I like the look of the STL convention, but overall prefer that Camel case distinguishes between types and values.  It completely eliminates the need for a "_type" suffix in STL-style typedefs, for one.
January 22, 2011
On Friday, January 21, 2011 15:17:00 bearophile wrote:
> Jonathan M Davis:
> > Most? I've never dealt with a coding style that had underscores. It's generally camelcase, though I get the impression that using underscores in C code is more common (I've mostly used C++ and Java). Regardless however, Phobos' coding style uses camelcase, not underscores.
> 
> You are right. But I'd like to know why Phobos uses camelcase instead of underscores (as used in C and Python). I think variable names in camelcase are less noisy.

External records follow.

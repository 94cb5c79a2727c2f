//! Common types shared across hardware device implementations.

use prolock_core::BiometricSlot;
use serde::{Deserialize, Serialize};
use std::fmt;

/// Device information metadata.
///
/// # Examples
///
/// ```
/// use prolock_hardware::types::DeviceInfo;
///
/// let info = DeviceInfo::new("R307", "Optical Fingerprint Sensor")
///     .with_firmware_version("1.2");
///
/// assert_eq!(info.name, "R307");
/// assert_eq!(info.firmware_version.as_deref(), Some("1.2"));
/// ```
#[derive(Debug, Clone, PartialEq, Eq, Serialize, Deserialize)]
pub struct DeviceInfo {
    /// Device name.
    pub name: String,

    /// Device model.
    pub model: String,

    /// Firmware version (if available).
    pub firmware_version: Option<String>,

    /// Number of enrolled templates (fingerprint sensors only).
    pub template_count: Option<u16>,
}

impl DeviceInfo {
    pub fn new(name: impl Into<String>, model: impl Into<String>) -> Self {
        Self {
            name: name.into(),
            model: model.into(),
            firmware_version: None,
            template_count: None,
        }
    }

    pub fn with_firmware_version(mut self, firmware_version: impl Into<String>) -> Self {
        self.firmware_version = Some(firmware_version.into());
        self
    }

    pub fn with_template_count(mut self, count: u16) -> Self {
        self.template_count = Some(count);
        self
    }
}

impl fmt::Display for DeviceInfo {
    fn fmt(&self, f: &mut fmt::Formatter<'_>) -> fmt::Result {
        write!(f, "{} ({})", self.name, self.model)?;
        if let Some(version) = &self.firmware_version {
            write!(f, " fw {version}")?;
        }
        Ok(())
    }
}

/// Logical level of a digital output pin.
#[derive(Debug, Clone, Copy, PartialEq, Eq, Hash, Serialize, Deserialize)]
pub enum OutputLevel {
    Low,
    High,
}

impl OutputLevel {
    #[must_use]
    pub fn from_bool(high: bool) -> Self {
        if high { Self::High } else { Self::Low }
    }

    #[must_use]
    pub fn is_high(self) -> bool {
        matches!(self, Self::High)
    }
}

impl fmt::Display for OutputLevel {
    fn fmt(&self, f: &mut fmt::Formatter<'_>) -> fmt::Result {
        match self {
            Self::Low => write!(f, "LOW"),
            Self::High => write!(f, "HIGH"),
        }
    }
}

/// Result of asking the fingerprint sensor for an image.
#[derive(Debug, Clone, Copy, PartialEq, Eq)]
pub enum ImageStatus {
    /// A finger is on the sensor and an image was captured.
    Ready,

    /// Nothing on the sensor yet.
    NoFinger,
}

/// Result of converting the captured image into a searchable template.
#[derive(Debug, Clone, Copy, PartialEq, Eq)]
pub enum TemplateStatus {
    Converted,

    /// Image too messy or too faint to extract features from.
    Failed,
}

/// Best candidate returned by the sensor's template search.
///
/// The firmware returns at most one candidate; no ranking happens above it.
#[derive(Debug, Clone, Copy, PartialEq, Eq, Serialize, Deserialize)]
pub struct SearchHit {
    pub slot: BiometricSlot,
    pub confidence: u16,
}

impl SearchHit {
    pub fn new(slot: BiometricSlot, confidence: u16) -> Self {
        Self { slot, confidence }
    }
}
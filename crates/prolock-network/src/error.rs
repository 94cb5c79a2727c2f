//! Attendance service error taxonomy.

use thiserror::Error;

/// Result type for attendance service calls.
pub type Result<T> = std::result::Result<T, AttendanceError>;

/// Errors returned by [`AttendanceService`](crate::AttendanceService) calls.
///
/// None of these is retried automatically; the coordinator aborts the current
/// flow and surfaces the error.
#[derive(Debug, Clone, PartialEq, Eq, Error)]
pub enum AttendanceError {
    /// Transport failure, timeout, or a server-side (5xx) failure.
    #[error("Network error: {0}")]
    Network(String),

    /// The service answered 404 for the requested resource.
    #[error("Not found: {0}")]
    NotFound(String),

    /// The response body was not valid JSON or lacked a required field.
    #[error("Malformed response: {0}")]
    MalformedResponse(String),

    /// The service refused a submission (4xx on a write).
    #[error("Rejected by server (HTTP {status}): {message}")]
    Rejected { status: u16, message: String },
}

impl AttendanceError {
    pub fn network(message: impl Into<String>) -> Self {
        Self::Network(message.into())
    }

    pub fn malformed(message: impl Into<String>) -> Self {
        Self::MalformedResponse(message.into())
    }

    #[must_use]
    pub fn is_not_found(&self) -> bool {
        matches!(self, Self::NotFound(_))
    }
}

impl From<reqwest::Error> for AttendanceError {
    fn from(e: reqwest::Error) -> Self {
        if e.is_decode() {
            Self::MalformedResponse(e.to_string())
        } else if e.is_timeout() {
            Self::Network(format!("request timed out: {e}"))
        } else {
            Self::Network(e.to_string())
        }
    }
}

impl From<serde_json::Error> for AttendanceError {
    fn from(e: serde_json::Error) -> Self {
        Self::MalformedResponse(e.to_string())
    }
}

impl From<prolock_core::Error> for AttendanceError {
    fn from(e: prolock_core::Error) -> Self {
        Self::MalformedResponse(e.to_string())
    }
}
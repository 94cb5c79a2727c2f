//! Integration tests for AttendanceClient
//!
//! These tests run the client against a canned HTTP server on a loopback
//! socket and check both the requests it sends and how it maps responses.

mod common;

use chrono::{NaiveDate, NaiveTime, Weekday};
use common::{CannedServer, Reply};
use prolock_core::{CardUid, DoorStatus, Identity, IdentityKey, RemoteDateTime, RemoteDoorCommand};
use prolock_network::{AttendanceClient, AttendanceClientConfig, AttendanceError, AttendanceService};
use std::time::Duration;

fn client_for(server: &CannedServer) -> AttendanceClient {
    AttendanceClient::new(AttendanceClientConfig {
        base_url: server.base_url.clone(),
        timeout: Duration::from_millis(1000),
    })
    .unwrap()
}

fn monday_at(h: u32, m: u32) -> RemoteDateTime {
    RemoteDateTime::new(
        Weekday::Mon,
        NaiveDate::from_ymd_opt(2024, 9, 2).unwrap(),
        NaiveTime::from_hms_opt(h, m, 0).unwrap(),
    )
}

#[tokio::test]
async fn test_lookup_identity() {
    let server = CannedServer::start(|_| Reply::json(r#"{"name":"Ada Lovelace"}"#)).await;
    let client = client_for(&server);

    let identity = client.lookup_identity(7).await.unwrap();
    assert_eq!(identity.display_name, "Ada Lovelace");
    assert_eq!(identity.key, IdentityKey::Biometric(7));

    let request = server.single_request();
    assert_eq!(request.method, "GET");
    assert_eq!(request.path(), "/api/identity-by-biometric/7");
}

#[tokio::test]
async fn test_lookup_identity_not_found() {
    let server = CannedServer::start(|_| Reply::status(404, r#"{"detail":"Not found"}"#)).await;
    let client = client_for(&server);

    let err = client.lookup_identity(99).await.unwrap_err();
    assert!(err.is_not_found(), "got {err:?}");
}

#[tokio::test]
async fn test_read_server_error_is_network() {
    let server = CannedServer::start(|_| Reply::status(500, "boom")).await;
    let client = client_for(&server);

    let err = client.current_date_time().await.unwrap_err();
    assert!(matches!(err, AttendanceError::Network(_)), "got {err:?}");
}

#[tokio::test]
async fn test_lookup_card_holder() {
    let server = CannedServer::start(|_| Reply::json(r#"{"user_name":"Grace Hopper"}"#)).await;
    let client = client_for(&server);
    let uid = CardUid::new("04:AB:CD:EF").unwrap();

    let identity = client.lookup_card_holder(&uid).await.unwrap();
    assert_eq!(identity.display_name, "Grace Hopper");
    assert!(identity.key.is_card());
    assert_eq!(server.single_request().path(), "/api/identity-by-card/04abcdef");
}

#[tokio::test]
async fn test_fetch_schedule_sends_kind() {
    let server = CannedServer::start(|_| {
        Reply::json(
            r#"[{"day_of_the_week":"Monday","class_start":"08:00","class_end":"10:00","is_makeup_class":0}]"#,
        )
    })
    .await;
    let client = client_for(&server);

    let windows = client.fetch_schedule(&IdentityKey::Biometric(3)).await.unwrap();
    assert_eq!(windows.len(), 1);
    assert!(windows[0].allows(&monday_at(9, 0)));

    let request = server.single_request();
    assert_eq!(request.path(), "/api/schedule/3");
    assert_eq!(request.query_param("kind").as_deref(), Some("fingerprint"));
}

#[tokio::test]
async fn test_current_date_time() {
    let server = CannedServer::start(|_| {
        Reply::json(
            r#"{"day_of_week":"Monday","date":2,"month":"September","year":2024,"current_time":"09:15:00"}"#,
        )
    })
    .await;
    let client = client_for(&server);

    let now = client.current_date_time().await.unwrap();
    assert_eq!(now, monday_at(9, 15));
    assert_eq!(server.single_request().path(), "/api/current-date-time");
}

#[tokio::test]
async fn test_has_open_record() {
    let server = CannedServer::start(|request| {
        if request.path().ends_with("/3") {
            Reply::json(r#"[{"time_in":"08:00","time_out":"09:00"},{"time_in":"10:00","time_out":null}]"#)
        } else {
            Reply::json(r#"[{"time_in":"08:00","time_out":"09:00"}]"#)
        }
    })
    .await;
    let client = client_for(&server);

    assert!(client.has_open_record(&IdentityKey::Biometric(3)).await.unwrap());
    assert!(!client.has_open_record(&IdentityKey::Biometric(4)).await.unwrap());

    let requests = server.requests();
    assert_eq!(requests.len(), 2);
    assert!(requests.iter().all(|r| r.path().starts_with("/api/recent-logs-by-id/")));
}

#[tokio::test]
async fn test_open_card_records() {
    let server = CannedServer::start(|_| {
        Reply::json(
            r#"[{"UID":"04ABCDEF","time_in":"08:00","time_out":null},{"UID":"04112233","time_in":"08:00","time_out":"09:00"}]"#,
        )
    })
    .await;
    let client = client_for(&server);

    let uids = client.open_card_records().await.unwrap();
    assert_eq!(uids, vec![CardUid::new("04abcdef").unwrap()]);

    let request = server.single_request();
    assert_eq!(request.method, "GET");
    assert_eq!(request.path(), "/api/recent-logs");
}

#[tokio::test]
async fn test_has_open_record_malformed() {
    let server = CannedServer::start(|_| Reply::json(r#"{"logs":"nope"}"#)).await;
    let client = client_for(&server);

    let err = client
        .has_open_record(&IdentityKey::Biometric(3))
        .await
        .unwrap_err();
    assert!(matches!(err, AttendanceError::MalformedResponse(_)), "got {err:?}");
}

#[tokio::test]
async fn test_record_time_in_query() {
    let server = CannedServer::start(|_| Reply::json(r#"{"message":"ok"}"#)).await;
    let client = client_for(&server);
    let identity = Identity::new(IdentityKey::Biometric(5), "Ada Lovelace");

    client.record_time_in(&identity, &monday_at(8, 5)).await.unwrap();

    let request = server.single_request();
    assert_eq!(request.method, "PUT");
    assert_eq!(request.path(), "/api/logs/time-in");
    assert_eq!(request.query_param("kind").as_deref(), Some("fingerprint"));
    assert_eq!(request.query_param("id").as_deref(), Some("5"));
    assert_eq!(request.query_param("time_in").as_deref(), Some("08:05"));
    assert_eq!(request.query_param("user_name").as_deref(), Some("Ada Lovelace"));
}

#[tokio::test]
async fn test_record_time_out_query() {
    let server = CannedServer::start(|_| Reply::json("{}")).await;
    let client = client_for(&server);
    let key = IdentityKey::Card(CardUid::new("04abcdef").unwrap());

    client.record_time_out(&key, &monday_at(17, 30)).await.unwrap();

    let request = server.single_request();
    assert_eq!(request.method, "PUT");
    assert_eq!(request.path(), "/api/logs/time-out");
    assert_eq!(request.query_param("kind").as_deref(), Some("card"));
    assert_eq!(request.query_param("id").as_deref(), Some("04abcdef"));
    assert_eq!(request.query_param("time_out").as_deref(), Some("17:30"));
}

#[tokio::test]
async fn test_write_client_error_is_rejected() {
    let server = CannedServer::start(|_| Reply::status(409, "already timed in\n")).await;
    let client = client_for(&server);
    let identity = Identity::new(IdentityKey::Biometric(5), "Ada");

    let err = client
        .record_time_in(&identity, &monday_at(8, 5))
        .await
        .unwrap_err();
    assert_eq!(
        err,
        AttendanceError::Rejected {
            status: 409,
            message: "already timed in".to_string(),
        }
    );
}

#[tokio::test]
async fn test_write_server_error_is_network() {
    let server = CannedServer::start(|_| Reply::status(503, "")).await;
    let client = client_for(&server);

    let err = client
        .record_time_out(&IdentityKey::Biometric(5), &monday_at(8, 5))
        .await
        .unwrap_err();
    assert!(matches!(err, AttendanceError::Network(_)), "got {err:?}");
}

#[tokio::test]
async fn test_report_door_status_body() {
    let server = CannedServer::start(|_| Reply::json("{}")).await;
    let client = client_for(&server);

    client
        .report_door_status(&IdentityKey::Biometric(2), DoorStatus::Close)
        .await
        .unwrap();

    let request = server.single_request();
    assert_eq!(request.method, "POST");
    assert_eq!(request.path(), "/api/door/log-status");

    let body: serde_json::Value = serde_json::from_str(&request.body).unwrap();
    assert_eq!(
        body,
        serde_json::json!({"id": "2", "kind": "fingerprint", "status": "close"})
    );
}

#[tokio::test]
async fn test_latest_door_log() {
    let server = CannedServer::start(|_| {
        Reply::json(
            r#"{"logs":[{"id":10,"status":"open","action_type":"time_in"},{"id":11,"status":"open","action_type":"manual_unlock"}]}"#,
        )
    })
    .await;
    let client = client_for(&server);

    let entry = client.latest_door_log().await.unwrap().unwrap();
    assert_eq!(entry.id.as_deref(), Some("11"));
    assert_eq!(entry.command(), Some(RemoteDoorCommand::Unlock));
    assert_eq!(server.single_request().path(), "/api/logs");
}

#[tokio::test]
async fn test_request_timeout_is_network() {
    let server = CannedServer::start_delayed(Duration::from_secs(3), |_| Reply::json("{}")).await;
    let client = AttendanceClient::new(AttendanceClientConfig {
        base_url: server.base_url.clone(),
        timeout: Duration::from_millis(200),
    })
    .unwrap();

    let err = client.lookup_identity(1).await.unwrap_err();
    match err {
        AttendanceError::Network(message) => assert!(message.contains("timed out"), "{message}"),
        other => panic!("expected network error, got {other:?}"),
    }
}

#[tokio::test]
async fn test_connection_refused_is_network() {
    // Bind and drop to get a port nobody listens on.
    let listener = std::net::TcpListener::bind("127.0.0.1:0").unwrap();
    let addr = listener.local_addr().unwrap();
    drop(listener);

    let client = AttendanceClient::new(AttendanceClientConfig {
        base_url: format!("http://{addr}/api"),
        timeout: Duration::from_millis(500),
    })
    .unwrap();

    let err = client.latest_door_log().await.unwrap_err();
    assert!(matches!(err, AttendanceError::Network(_)), "got {err:?}");
}
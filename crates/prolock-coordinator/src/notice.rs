//! User-visible notices.
//!
//! The coordinator broadcasts a [`Notice`] for every outcome a person at the
//! door should see. Rendering (screen, speech, console) is up to the
//! subscriber.

use std::fmt;
use std::time::Duration;

#[derive(Debug, Clone, PartialEq, Eq)]
#[non_exhaustive]
pub enum Notice {
    /// Time-in recorded.
    TimedIn { name: String },

    /// Time-out recorded.
    TimedOut { name: String },

    /// The proximity gate is open for the card.
    PresentCard { within: Duration },

    /// No card arrived within the handoff window.
    HandoffExpired,

    /// A fingerprint was matched while a handoff is pending.
    HandoffInProgress,

    /// The same fingerprint recorded attendance too recently.
    RescanTooSoon { retry_in: Duration },

    /// A faculty time-out closed the card records left open.
    CardRecordsClosed { count: usize },

    /// Superuser unlock; no attendance recorded.
    DoorUnlocked { name: String },

    /// Superuser lock.
    DoorLocked { name: String },

    ScheduleDenied { name: String },

    UnknownFingerprint,

    CardNotRegistered,

    /// Template, search or recoverable sensor failure.
    ScanFailed { consecutive: u32 },

    /// The failure threshold was reached and the alarm is sounding.
    Lockout,

    /// A remote call failed; nothing was recorded.
    ServiceError { message: String },

    SensorError { message: String },

    DoorUnlockedRemotely,

    DoorLockedRemotely,
}

impl fmt::Display for Notice {
    fn fmt(&self, f: &mut fmt::Formatter<'_>) -> fmt::Result {
        match self {
            Notice::TimedIn { name } => write!(f, "Welcome, {name}. Time-in recorded."),
            Notice::TimedOut { name } => write!(f, "Goodbye, {name}. Time-out recorded."),
            Notice::PresentCard { within } => {
                write!(f, "Tap your card within {} seconds.", within.as_secs())
            }
            Notice::HandoffExpired => write!(f, "Card not presented in time. Door locked."),
            Notice::HandoffInProgress => write!(f, "Please tap your card first."),
            Notice::RescanTooSoon { retry_in } => write!(
                f,
                "Already recorded. Try again in {}s.",
                retry_in.as_secs().max(1)
            ),
            Notice::CardRecordsClosed { count } => {
                write!(f, "Timed out {count} open card record(s).")
            }
            Notice::DoorUnlocked { name } => write!(f, "Welcome, {name}. Door unlocked."),
            Notice::DoorLocked { name } => write!(f, "Goodbye, {name}. Door locked."),
            Notice::ScheduleDenied { name } => {
                write!(f, "Sorry {name}, you have no scheduled class right now.")
            }
            Notice::UnknownFingerprint => write!(f, "Fingerprint not registered."),
            Notice::CardNotRegistered => write!(f, "Card not registered."),
            Notice::ScanFailed { consecutive } => {
                write!(f, "Fingerprint not recognized ({consecutive}). Try again.")
            }
            Notice::Lockout => write!(f, "Too many failed attempts."),
            Notice::ServiceError { message } => write!(f, "Service unavailable: {message}"),
            Notice::SensorError { message } => write!(f, "Sensor error: {message}"),
            Notice::DoorUnlockedRemotely => write!(f, "Door unlocked remotely."),
            Notice::DoorLockedRemotely => write!(f, "Door locked remotely."),
        }
    }
}
//! Canned HTTP server for attendance client integration tests.
//!
//! The server speaks just enough HTTP/1.1 for `reqwest`: it reads the request
//! head and a `Content-Length` body, records the request, and answers each
//! connection with one response followed by `Connection: close`.

#![allow(dead_code)]

use std::sync::{Arc, Mutex};
use std::time::Duration;
use tokio::io::{AsyncReadExt, AsyncWriteExt};
use tokio::net::{TcpListener, TcpStream};

/// One request as seen by the server.
#[derive(Debug, Clone)]
pub struct RecordedRequest {
    pub method: String,
    /// Request target including the query string.
    pub target: String,
    pub body: String,
}

impl RecordedRequest {
    /// Path component of the target.
    pub fn path(&self) -> &str {
        self.target.split('?').next().unwrap_or_default()
    }

    /// Decoded value of a query parameter.
    pub fn query_param(&self, name: &str) -> Option<String> {
        let (_, query) = self.target.split_once('?')?;
        query.split('&').find_map(|pair| {
            let (key, value) = pair.split_once('=')?;
            (key == name).then(|| percent_decode(value))
        })
    }
}

/// Canned response for one request.
#[derive(Debug, Clone)]
pub struct Reply {
    pub status: u16,
    pub body: String,
}

impl Reply {
    pub fn json(body: &str) -> Self {
        Self {
            status: 200,
            body: body.to_string(),
        }
    }

    pub fn status(status: u16, body: &str) -> Self {
        Self {
            status,
            body: body.to_string(),
        }
    }
}

pub struct CannedServer {
    pub base_url: String,
    requests: Arc<Mutex<Vec<RecordedRequest>>>,
}

impl CannedServer {
    /// Start a server answering every request through `handler`.
    pub async fn start<F>(handler: F) -> Self
    where
        F: Fn(&RecordedRequest) -> Reply + Send + Sync + 'static,
    {
        Self::spawn(handler, None).await
    }

    /// Start a server that waits `delay` before answering.
    pub async fn start_delayed<F>(delay: Duration, handler: F) -> Self
    where
        F: Fn(&RecordedRequest) -> Reply + Send + Sync + 'static,
    {
        Self::spawn(handler, Some(delay)).await
    }

    async fn spawn<F>(handler: F, delay: Option<Duration>) -> Self
    where
        F: Fn(&RecordedRequest) -> Reply + Send + Sync + 'static,
    {
        let listener = TcpListener::bind("127.0.0.1:0").await.unwrap();
        let addr = listener.local_addr().unwrap();
        let requests = Arc::new(Mutex::new(Vec::new()));
        let handler = Arc::new(handler);

        let recorded = Arc::clone(&requests);
        tokio::spawn(async move {
            loop {
                let Ok((stream, _)) = listener.accept().await else {
                    break;
                };
                let recorded = Arc::clone(&recorded);
                let handler = Arc::clone(&handler);
                tokio::spawn(async move {
                    serve_connection(stream, recorded, handler, delay).await;
                });
            }
        });

        Self {
            base_url: format!("http://{addr}/api"),
            requests,
        }
    }

    pub fn requests(&self) -> Vec<RecordedRequest> {
        self.requests.lock().unwrap().clone()
    }

    pub fn single_request(&self) -> RecordedRequest {
        let requests = self.requests();
        assert_eq!(requests.len(), 1, "expected exactly one request: {requests:?}");
        requests.into_iter().next().unwrap()
    }
}

async fn serve_connection<F>(
    mut stream: TcpStream,
    recorded: Arc<Mutex<Vec<RecordedRequest>>>,
    handler: Arc<F>,
    delay: Option<Duration>,
) where
    F: Fn(&RecordedRequest) -> Reply + Send + Sync + 'static,
{
    let Some(request) = read_request(&mut stream).await else {
        return;
    };
    recorded.lock().unwrap().push(request.clone());

    if let Some(delay) = delay {
        tokio::time::sleep(delay).await;
    }

    let reply = handler(&request);
    let response = format!(
        "HTTP/1.1 {} {}\r\nContent-Type: application/json\r\nContent-Length: {}\r\nConnection: close\r\n\r\n{}",
        reply.status,
        reason(reply.status),
        reply.body.len(),
        reply.body
    );
    let _ = stream.write_all(response.as_bytes()).await;
    let _ = stream.shutdown().await;
}

async fn read_request(stream: &mut TcpStream) -> Option<RecordedRequest> {
    let mut buf = Vec::new();
    let mut chunk = [0u8; 1024];

    let head_end = loop {
        if let Some(pos) = find(&buf, b"\r\n\r\n") {
            break pos;
        }
        let n = stream.read(&mut chunk).await.ok()?;
        if n == 0 {
            return None;
        }
        buf.extend_from_slice(&chunk[..n]);
    };

    let head = String::from_utf8_lossy(&buf[..head_end]).to_string();
    let mut lines = head.lines();
    let mut request_line = lines.next()?.split_whitespace();
    let method = request_line.next()?.to_string();
    let target = request_line.next()?.to_string();

    let content_length = lines
        .filter_map(|line| line.split_once(':'))
        .find(|(name, _)| name.trim().eq_ignore_ascii_case("content-length"))
        .and_then(|(_, value)| value.trim().parse::<usize>().ok())
        .unwrap_or(0);

    let mut body = buf[head_end + 4..].to_vec();
    while body.len() < content_length {
        let n = stream.read(&mut chunk).await.ok()?;
        if n == 0 {
            break;
        }
        body.extend_from_slice(&chunk[..n]);
    }

    Some(RecordedRequest {
        method,
        target,
        body: String::from_utf8_lossy(&body).to_string(),
    })
}

fn find(haystack: &[u8], needle: &[u8]) -> Option<usize> {
    haystack.windows(needle.len()).position(|w| w == needle)
}

fn reason(status: u16) -> &'static str {
    match status {
        200 => "OK",
        400 => "Bad Request",
        404 => "Not Found",
        409 => "Conflict",
        500 => "Internal Server Error",
        503 => "Service Unavailable",
        _ => "Unknown",
    }
}

fn percent_decode(value: &str) -> String {
    let bytes = value.as_bytes();
    let mut out = Vec::with_capacity(bytes.len());
    let mut i = 0;
    while i < bytes.len() {
        match bytes[i] {
            b'+' => out.push(b' '),
            b'%' if i + 2 < bytes.len() => {
                let hex = std::str::from_utf8(&bytes[i + 1..i + 3]).unwrap();
                out.push(u8::from_str_radix(hex, 16).unwrap());
                i += 2;
            }
            b => out.push(b),
        }
        i += 1;
    }
    String::from_utf8(out).unwrap()
}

Probably because Walter and/or other folks working on it early on preferred camelcase. I'm welling to bet that a fair number of the current Phobos devs are the same (though apparently, Andrei isn't, given one of his posts in this thread). I expect that Phobos uses camelcase simply because that's what enough of the Phobos developers (particularly early developers) were used to.

Personally, camelcase vs underscores isn't even something that I normally think about. I just always use camelcase. On _rare_ occasion, I might use underscores because it seems to fit a particular situation, but that's _really_ rare. The only time that I normally stick underscores in variable names is to indicate private member variables. But I find using underscores in names to generally be ugly and noisy. I expect that a lot of that just comes down to what you're used to though.

- Jonathan M Davis
January 22, 2011
On 01/22/2011 01:16 AM, Andrei Alexandrescu wrote:
> Ever since I worked with STL, I fell in love with
> names_with_underscores. I can't explain it, but my feeling is that code
> using that convention is calm and levelheaded. Camel case forces me to
> think of one-word names because at the second word some beauty is
> already lost; never felt the same with the underscores. If I could go
> back in time I'd propose that convention throughout.

Nice, & surprising! I do not share your feeling (not at all), but I like very much the way you express it; and the weirdness to associate such a feeling with something_like_underscored_ids.